If the contestant gives a correct answer within 3 seconds, he gets 1 point and the host asks for the next word. If the contestant gives a wrong answer, he can't buzz anymore. The other contestant can then answer when he wants, within of course the remaining time left before the 20 seconds are up. If he gives a correct answer, he gets 1 point. The first of the two contestants that reached 5 points qualifies for the final and the following show. The other contestant is eliminated and leaves the Game for good.

=== Final ===
The finalist is in front of Harry. He has 80 seconds to find 10 words in a list that passes before his eyes. Each word is chopped up in letters or groups of letters set within movement-animated rings. The difficulty of the words progressively increases the more words appear on screen, with an increasing number of rings. Each word is shown onscreen for a maximum of 8 seconds. However, if the contestant finds the word before the time is up, the next word is show. The answer is given out loud by the contestant. For each word found, the contestant goes up a notch on the winnings scale that ranges from €50 to €2000. For each wrong answer or lack of an answer once the 8 seconds are up, the contestant goes down a notch. The contestant wins the sum reached at the end of the 80 seconds. Furthermore, he is automatically selected to take part in the next show.

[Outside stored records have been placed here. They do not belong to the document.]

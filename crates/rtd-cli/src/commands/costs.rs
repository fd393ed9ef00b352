//! Costs command implementation

use anyhow::Result;
use rtd_core::Attribute;
use rtd_hypergraph::{deadlock_clusters, propagate_costs, CostMap};
use serde::Serialize;

use crate::cli::{CostsArgs, GlobalArgs, OutputFormat};
use crate::commands::common::{braced, load_builder, load_config, print_json, print_table, ReportHeader};

#[derive(Serialize)]
struct CostsReport<'a> {
    #[serde(flatten)]
    header: ReportHeader<'a>,
    costs: &'a CostMap,
    deadlocks: &'a [Vec<&'a Attribute>],
}

/// Execute the costs command
pub fn execute(args: &CostsArgs, global: &GlobalArgs) -> Result<()> {
    let config = load_config(global)?;
    let graph = load_builder(&config)?.build()?;
    let costs = propagate_costs(&graph);
    let deadlocks = deadlock_clusters(&graph, &costs);

    match args.output {
        OutputFormat::Json => print_json(&CostsReport {
            header: ReportHeader::new(&config),
            costs: &costs,
            deadlocks: &deadlocks,
        })?,
        OutputFormat::Table => {
            ReportHeader::new(&config).print();

            let rows: Vec<Vec<String>> = costs
                .iter()
                .map(|(attribute, cost)| {
                    vec![
                        attribute.to_string(),
                        cost.to_string(),
                        if graph.is_leaf(attribute) { "yes" } else { "no" }.to_string(),
                    ]
                })
                .collect();
            print_table(&["ATTRIBUTE", "COST", "LEAF"], &rows);

            let unreachable = costs.unreachable().len();
            println!(
                "\n{} attribute(s), {} unreachable.",
                costs.len(),
                unreachable
            );

            if !deadlocks.is_empty() {
                println!("\nDeadlocked attribute groups (mutual dependency with no leaf):");
                for cluster in &deadlocks {
                    println!("  {}", braced(cluster));
                }
            }
        }
    }

    Ok(())
}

His winnings are cumulative for show to show and are considered his for each show won..

=== The super champions ===
Nine contestants set records when they stepped onto the Harry set:
- Michèle took part in 27 finals and won 241 €00
- Ariane took part in 6 finals and won 5 €000
- Alexandre took part in 10 finals and won 4 €300
- Lionel took part in 4 finals and won 4 €200
- Pierre took part in 5 finals and won 3 €400
- Cyrille took part in 7 finals and won 3 €250
- Gwendal took part in 5 finals and won 2 €450
- Julien took part in 4 finals and won 1 €600
- Maxence took part in 6 finals and won 1 €050

== Broadcast ==
Harry is part of the daily game shows programming block of the channel. It is broadcast between Des chiffres et des lettres, countdown hosted by Laurent Romejko and Slam hosted by Cyril Féraud.

=== Show specials ===
- Junior Special: broadcast from December 31, 2012 through January 4, 2013
- Hosts Special for France 3's 40th anniversary: broadcast on January 8, 2013
- Plus Belle La Vie/Life’s So Sweet Special: broadcast on February 12, 2013
- Valentine's Day Special: broadcast on February 14, 2013
- Grandmother's Day Special: broadcast on March 1, 2013
- Women's Day Special: broadcast on March 8, 2013
- Saint Patrick's Day Special: broadcast on March 15, 2013
- Francophone Special: broadcast on March 20, 2013
- Sidaction/AIDS Awareness: broadcast on April 5, 2013
- Mother's Day Special: broadcast on May 24, 2013
- Father's Day Special: broadcast on June 14, 2013
- 1st Anniversary Special: Broadcast on November 12, 2013
- Family Special: Broadcast on December 23, 2013
- Sidaction Special: Broadcast on April 4, 2014
- Children Special: Broadcast on December 22, 2014
- 3rd Anniversary Special: Broadcast on November 12, 2015
- Thalassa 40th Anniversary Special: Broadcast on November 20, 2015
- Family Special: Broadcast on December 21, 2015
- Valentine's Day Special: Broadcast on February 12, 2016
- Francophone Journey Special: Broadcast on March 14, 2016
- Music Party Special: Broadcast on June 21, 2016
- Olympic Games Special: Broadcast on August 4, 2016
- Cancer Fight Special: Broadcast on October 13, 2016
- 1000th Special: Broadcast on October 20, 2016
- Easter Special: Broadcast on April 17, 2017
- Ligue Fight Special: Broadcast on October 26, 2017
- Best Tournament Players Special: Broadcast on January 5, 2018

== Around the show ==
=== Pranks ===
Flash mob: On January 24, 2013, the Harry team pranked Folin by organizing a flash mob during the taping of the show. The whole production team danced to the sound of "Boogie Wonderland" : With the help of the show's contestants and Gregory, the production team set up a new surprise for Folin.